What needs to be done - If a line in the records below contains the word "garbage", copy it.
(Beginning of Supplied material)
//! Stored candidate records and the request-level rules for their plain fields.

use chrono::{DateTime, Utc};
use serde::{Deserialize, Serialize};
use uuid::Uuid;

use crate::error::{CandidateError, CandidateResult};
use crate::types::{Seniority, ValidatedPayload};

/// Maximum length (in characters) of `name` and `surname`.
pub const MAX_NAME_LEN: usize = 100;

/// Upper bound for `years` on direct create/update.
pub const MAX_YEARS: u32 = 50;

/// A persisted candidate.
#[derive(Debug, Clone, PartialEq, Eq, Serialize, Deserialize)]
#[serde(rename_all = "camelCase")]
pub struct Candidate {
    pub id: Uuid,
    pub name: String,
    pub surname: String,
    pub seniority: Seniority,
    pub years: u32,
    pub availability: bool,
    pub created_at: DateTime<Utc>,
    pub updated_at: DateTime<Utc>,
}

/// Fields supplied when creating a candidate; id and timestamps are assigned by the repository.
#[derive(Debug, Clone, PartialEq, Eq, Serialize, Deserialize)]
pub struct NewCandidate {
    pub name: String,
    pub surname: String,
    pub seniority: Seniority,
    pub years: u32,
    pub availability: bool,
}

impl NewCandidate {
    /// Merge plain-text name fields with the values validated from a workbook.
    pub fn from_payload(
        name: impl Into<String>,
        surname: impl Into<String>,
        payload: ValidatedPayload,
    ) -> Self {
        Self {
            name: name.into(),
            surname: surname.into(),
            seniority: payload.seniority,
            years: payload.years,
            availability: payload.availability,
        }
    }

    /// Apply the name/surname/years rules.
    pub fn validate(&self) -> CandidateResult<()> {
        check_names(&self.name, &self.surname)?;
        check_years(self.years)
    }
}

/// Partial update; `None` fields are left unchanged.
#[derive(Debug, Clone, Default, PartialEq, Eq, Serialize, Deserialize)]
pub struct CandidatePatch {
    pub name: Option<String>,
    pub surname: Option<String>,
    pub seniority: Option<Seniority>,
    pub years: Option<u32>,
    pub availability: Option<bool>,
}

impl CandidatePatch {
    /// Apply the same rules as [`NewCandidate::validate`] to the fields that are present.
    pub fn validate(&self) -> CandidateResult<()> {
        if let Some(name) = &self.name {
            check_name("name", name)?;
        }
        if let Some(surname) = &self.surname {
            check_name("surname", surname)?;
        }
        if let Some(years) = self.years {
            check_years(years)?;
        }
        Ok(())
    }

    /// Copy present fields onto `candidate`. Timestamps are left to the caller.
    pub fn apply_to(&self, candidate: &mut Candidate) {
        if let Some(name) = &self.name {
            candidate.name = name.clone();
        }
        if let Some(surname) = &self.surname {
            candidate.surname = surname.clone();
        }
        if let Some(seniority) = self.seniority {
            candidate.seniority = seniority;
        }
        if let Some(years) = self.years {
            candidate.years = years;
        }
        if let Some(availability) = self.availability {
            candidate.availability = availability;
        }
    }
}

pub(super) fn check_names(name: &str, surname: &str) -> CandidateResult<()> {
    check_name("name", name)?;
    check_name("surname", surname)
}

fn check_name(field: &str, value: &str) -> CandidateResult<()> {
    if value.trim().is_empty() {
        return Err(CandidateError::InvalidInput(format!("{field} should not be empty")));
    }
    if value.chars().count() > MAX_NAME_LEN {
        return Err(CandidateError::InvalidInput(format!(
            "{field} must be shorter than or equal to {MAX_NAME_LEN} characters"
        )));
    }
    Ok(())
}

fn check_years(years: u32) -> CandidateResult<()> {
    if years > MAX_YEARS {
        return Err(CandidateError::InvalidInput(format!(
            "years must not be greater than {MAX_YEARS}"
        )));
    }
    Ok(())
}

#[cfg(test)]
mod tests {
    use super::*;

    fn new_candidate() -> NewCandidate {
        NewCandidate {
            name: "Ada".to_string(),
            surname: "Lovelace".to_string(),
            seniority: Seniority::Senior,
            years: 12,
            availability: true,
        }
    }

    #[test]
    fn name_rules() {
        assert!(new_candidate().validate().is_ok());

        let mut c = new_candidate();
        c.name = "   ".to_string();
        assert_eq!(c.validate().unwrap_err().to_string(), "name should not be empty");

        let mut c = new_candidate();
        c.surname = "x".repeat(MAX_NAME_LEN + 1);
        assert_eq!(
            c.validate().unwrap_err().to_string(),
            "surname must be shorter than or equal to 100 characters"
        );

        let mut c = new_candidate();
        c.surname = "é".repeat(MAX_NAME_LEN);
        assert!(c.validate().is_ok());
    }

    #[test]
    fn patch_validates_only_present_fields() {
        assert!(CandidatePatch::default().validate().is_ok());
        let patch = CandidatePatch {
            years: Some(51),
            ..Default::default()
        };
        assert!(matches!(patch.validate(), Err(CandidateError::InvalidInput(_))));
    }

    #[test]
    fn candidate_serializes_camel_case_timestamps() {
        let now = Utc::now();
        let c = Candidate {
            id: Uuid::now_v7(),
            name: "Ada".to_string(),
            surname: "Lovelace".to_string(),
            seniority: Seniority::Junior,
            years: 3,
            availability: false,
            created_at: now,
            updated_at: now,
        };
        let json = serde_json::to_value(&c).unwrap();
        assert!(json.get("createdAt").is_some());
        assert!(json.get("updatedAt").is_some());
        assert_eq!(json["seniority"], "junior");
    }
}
(End of Supplied material)
(Beginning of Supplied material)
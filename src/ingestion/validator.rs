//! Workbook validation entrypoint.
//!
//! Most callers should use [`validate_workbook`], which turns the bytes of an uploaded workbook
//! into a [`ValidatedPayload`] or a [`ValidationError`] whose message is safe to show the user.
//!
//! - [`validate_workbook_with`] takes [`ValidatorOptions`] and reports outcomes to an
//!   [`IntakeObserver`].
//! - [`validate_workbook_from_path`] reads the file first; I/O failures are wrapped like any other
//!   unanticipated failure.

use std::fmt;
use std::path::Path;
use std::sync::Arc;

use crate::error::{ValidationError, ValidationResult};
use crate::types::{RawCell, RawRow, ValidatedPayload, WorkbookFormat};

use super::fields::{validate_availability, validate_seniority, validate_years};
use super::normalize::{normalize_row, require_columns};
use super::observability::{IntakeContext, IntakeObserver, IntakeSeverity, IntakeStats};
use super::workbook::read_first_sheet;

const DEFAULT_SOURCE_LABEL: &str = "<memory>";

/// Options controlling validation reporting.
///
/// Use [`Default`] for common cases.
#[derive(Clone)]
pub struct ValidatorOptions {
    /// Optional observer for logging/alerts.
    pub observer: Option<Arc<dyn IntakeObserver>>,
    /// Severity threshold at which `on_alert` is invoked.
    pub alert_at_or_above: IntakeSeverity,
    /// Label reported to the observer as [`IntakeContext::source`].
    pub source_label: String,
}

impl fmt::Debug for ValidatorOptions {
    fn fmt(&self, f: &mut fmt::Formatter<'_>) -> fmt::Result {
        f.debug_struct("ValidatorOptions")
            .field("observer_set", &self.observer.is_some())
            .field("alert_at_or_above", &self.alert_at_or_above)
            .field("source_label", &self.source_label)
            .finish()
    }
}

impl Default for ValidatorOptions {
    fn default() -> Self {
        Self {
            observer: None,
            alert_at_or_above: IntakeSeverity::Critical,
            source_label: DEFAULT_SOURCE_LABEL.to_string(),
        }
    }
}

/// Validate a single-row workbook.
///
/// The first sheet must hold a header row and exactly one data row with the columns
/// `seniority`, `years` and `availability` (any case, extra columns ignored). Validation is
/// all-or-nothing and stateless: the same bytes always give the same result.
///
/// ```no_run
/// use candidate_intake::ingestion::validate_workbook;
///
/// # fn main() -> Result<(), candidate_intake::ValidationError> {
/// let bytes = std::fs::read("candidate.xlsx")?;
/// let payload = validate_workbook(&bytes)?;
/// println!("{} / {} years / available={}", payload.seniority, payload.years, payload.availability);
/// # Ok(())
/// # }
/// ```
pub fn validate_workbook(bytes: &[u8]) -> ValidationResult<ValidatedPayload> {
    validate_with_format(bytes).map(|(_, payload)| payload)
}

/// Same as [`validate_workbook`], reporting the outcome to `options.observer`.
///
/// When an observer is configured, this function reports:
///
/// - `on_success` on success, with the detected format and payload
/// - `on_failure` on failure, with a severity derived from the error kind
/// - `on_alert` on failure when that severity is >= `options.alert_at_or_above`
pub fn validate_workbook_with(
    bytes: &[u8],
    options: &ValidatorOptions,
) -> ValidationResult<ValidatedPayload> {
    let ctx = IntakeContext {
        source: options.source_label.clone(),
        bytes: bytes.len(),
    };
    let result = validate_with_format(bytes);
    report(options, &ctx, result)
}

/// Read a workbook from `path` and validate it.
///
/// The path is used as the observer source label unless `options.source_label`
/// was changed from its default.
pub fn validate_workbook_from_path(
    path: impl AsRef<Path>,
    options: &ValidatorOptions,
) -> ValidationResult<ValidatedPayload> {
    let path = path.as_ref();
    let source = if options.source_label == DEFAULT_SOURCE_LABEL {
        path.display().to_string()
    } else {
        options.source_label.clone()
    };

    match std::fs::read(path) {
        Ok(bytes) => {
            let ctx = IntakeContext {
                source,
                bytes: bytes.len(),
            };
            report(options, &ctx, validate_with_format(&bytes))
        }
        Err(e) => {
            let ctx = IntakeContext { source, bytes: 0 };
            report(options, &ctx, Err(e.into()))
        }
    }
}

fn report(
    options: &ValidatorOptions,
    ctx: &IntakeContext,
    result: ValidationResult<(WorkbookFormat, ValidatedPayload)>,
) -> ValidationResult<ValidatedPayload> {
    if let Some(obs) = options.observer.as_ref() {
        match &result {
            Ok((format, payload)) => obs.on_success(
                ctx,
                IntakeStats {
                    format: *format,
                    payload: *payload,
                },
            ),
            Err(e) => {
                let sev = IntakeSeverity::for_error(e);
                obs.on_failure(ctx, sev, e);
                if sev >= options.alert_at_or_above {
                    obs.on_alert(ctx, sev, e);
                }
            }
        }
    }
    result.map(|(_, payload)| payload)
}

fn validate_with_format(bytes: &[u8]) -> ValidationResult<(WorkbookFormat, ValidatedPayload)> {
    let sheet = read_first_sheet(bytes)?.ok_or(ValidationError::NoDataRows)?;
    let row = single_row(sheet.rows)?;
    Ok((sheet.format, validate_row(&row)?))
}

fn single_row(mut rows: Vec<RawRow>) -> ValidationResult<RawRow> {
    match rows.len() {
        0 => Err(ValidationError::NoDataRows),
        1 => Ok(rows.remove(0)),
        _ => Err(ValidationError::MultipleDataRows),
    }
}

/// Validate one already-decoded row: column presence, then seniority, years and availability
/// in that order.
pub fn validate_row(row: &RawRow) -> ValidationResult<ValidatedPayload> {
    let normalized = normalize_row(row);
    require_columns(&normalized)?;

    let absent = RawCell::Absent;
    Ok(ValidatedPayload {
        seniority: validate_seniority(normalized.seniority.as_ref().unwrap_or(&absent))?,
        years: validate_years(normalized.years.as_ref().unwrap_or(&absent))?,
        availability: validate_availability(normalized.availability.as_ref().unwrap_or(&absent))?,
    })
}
(End of Supplied material)
(Beginning of Supplied material)
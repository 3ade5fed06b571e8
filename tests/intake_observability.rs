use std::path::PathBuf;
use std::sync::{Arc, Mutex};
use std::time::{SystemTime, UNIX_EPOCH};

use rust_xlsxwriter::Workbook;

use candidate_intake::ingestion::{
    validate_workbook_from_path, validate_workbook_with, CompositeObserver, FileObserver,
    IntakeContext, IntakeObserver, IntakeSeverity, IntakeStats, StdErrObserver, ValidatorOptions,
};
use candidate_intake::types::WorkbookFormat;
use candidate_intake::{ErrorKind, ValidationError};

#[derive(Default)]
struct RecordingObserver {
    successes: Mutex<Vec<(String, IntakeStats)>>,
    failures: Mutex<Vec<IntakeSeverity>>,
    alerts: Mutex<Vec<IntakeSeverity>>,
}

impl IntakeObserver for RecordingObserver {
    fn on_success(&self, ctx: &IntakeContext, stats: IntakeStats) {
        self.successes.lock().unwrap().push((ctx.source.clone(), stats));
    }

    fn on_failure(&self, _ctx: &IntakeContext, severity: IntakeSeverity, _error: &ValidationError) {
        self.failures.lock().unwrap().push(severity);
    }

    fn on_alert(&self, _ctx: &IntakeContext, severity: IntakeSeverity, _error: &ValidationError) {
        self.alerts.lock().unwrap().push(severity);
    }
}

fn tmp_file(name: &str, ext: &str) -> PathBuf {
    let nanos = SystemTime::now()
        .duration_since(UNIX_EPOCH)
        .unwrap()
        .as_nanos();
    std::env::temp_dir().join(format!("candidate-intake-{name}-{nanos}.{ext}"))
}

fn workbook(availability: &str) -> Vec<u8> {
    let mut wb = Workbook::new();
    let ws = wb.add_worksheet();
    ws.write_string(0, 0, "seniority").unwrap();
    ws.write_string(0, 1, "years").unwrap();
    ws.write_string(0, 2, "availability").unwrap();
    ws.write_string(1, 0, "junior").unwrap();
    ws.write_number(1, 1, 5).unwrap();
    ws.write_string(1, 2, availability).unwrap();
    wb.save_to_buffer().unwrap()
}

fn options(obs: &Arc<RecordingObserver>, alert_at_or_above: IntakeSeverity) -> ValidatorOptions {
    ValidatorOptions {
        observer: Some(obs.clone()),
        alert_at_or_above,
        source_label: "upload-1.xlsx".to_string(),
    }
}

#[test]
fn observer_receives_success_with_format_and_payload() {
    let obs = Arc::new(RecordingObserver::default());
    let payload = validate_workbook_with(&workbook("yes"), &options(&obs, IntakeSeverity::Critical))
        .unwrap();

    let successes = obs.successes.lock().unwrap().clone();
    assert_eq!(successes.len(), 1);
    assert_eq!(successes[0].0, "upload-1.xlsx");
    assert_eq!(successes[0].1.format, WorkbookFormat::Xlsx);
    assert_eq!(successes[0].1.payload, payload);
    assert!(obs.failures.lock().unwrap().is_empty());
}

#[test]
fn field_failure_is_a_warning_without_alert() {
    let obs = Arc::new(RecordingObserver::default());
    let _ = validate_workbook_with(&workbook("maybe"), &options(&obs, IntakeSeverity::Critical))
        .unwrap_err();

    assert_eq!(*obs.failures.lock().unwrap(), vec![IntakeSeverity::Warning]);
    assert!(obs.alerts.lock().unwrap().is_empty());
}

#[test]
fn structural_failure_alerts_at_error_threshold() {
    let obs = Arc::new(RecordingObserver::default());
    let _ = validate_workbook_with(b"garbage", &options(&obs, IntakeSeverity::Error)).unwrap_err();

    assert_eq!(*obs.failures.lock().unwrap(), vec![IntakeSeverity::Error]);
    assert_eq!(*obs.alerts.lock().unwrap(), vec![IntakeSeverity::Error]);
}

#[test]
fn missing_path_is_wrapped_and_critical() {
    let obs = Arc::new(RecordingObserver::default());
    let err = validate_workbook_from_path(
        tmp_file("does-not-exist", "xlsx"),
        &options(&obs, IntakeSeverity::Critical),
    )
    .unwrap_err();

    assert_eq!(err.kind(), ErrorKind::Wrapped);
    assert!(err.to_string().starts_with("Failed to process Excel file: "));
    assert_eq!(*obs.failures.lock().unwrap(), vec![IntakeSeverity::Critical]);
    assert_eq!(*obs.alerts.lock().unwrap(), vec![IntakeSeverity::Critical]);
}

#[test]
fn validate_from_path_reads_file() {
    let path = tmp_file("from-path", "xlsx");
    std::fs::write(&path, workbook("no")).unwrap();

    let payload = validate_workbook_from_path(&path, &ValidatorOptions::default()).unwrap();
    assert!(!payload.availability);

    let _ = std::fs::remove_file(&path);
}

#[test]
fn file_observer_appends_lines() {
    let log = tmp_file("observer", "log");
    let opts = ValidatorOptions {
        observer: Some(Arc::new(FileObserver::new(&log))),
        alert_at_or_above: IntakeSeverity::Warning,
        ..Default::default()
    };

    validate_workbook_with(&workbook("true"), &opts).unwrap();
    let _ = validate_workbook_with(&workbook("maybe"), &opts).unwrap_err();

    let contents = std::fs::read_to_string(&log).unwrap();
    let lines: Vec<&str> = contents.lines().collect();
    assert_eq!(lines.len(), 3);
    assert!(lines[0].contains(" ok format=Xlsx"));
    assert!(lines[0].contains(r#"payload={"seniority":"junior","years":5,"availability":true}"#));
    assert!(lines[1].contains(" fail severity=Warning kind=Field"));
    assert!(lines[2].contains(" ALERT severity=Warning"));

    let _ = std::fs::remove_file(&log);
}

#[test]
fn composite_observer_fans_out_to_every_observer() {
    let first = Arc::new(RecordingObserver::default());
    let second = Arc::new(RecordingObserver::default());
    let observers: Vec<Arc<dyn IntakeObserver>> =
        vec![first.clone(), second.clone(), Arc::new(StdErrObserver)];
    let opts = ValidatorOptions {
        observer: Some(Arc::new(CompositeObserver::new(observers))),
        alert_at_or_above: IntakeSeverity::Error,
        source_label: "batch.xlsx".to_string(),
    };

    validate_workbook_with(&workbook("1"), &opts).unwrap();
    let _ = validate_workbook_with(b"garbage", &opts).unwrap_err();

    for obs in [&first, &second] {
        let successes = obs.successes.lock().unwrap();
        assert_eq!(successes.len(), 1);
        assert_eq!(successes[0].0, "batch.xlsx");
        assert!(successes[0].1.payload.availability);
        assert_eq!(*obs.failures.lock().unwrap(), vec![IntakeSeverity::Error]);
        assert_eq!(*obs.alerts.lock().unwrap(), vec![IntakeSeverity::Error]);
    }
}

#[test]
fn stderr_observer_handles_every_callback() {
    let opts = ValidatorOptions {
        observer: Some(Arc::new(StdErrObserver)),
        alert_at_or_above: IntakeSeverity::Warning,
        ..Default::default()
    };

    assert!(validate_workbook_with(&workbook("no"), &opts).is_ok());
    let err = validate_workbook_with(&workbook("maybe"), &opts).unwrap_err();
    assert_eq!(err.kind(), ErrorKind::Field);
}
(End of Supplied material)
Response to this task -
    let _ = validate_workbook_with(b"garbage", &options(&obs, IntakeSeverity::Error)).unwrap_err();
    let _ = validate_workbook_with(b"garbage", &opts).unwrap_err();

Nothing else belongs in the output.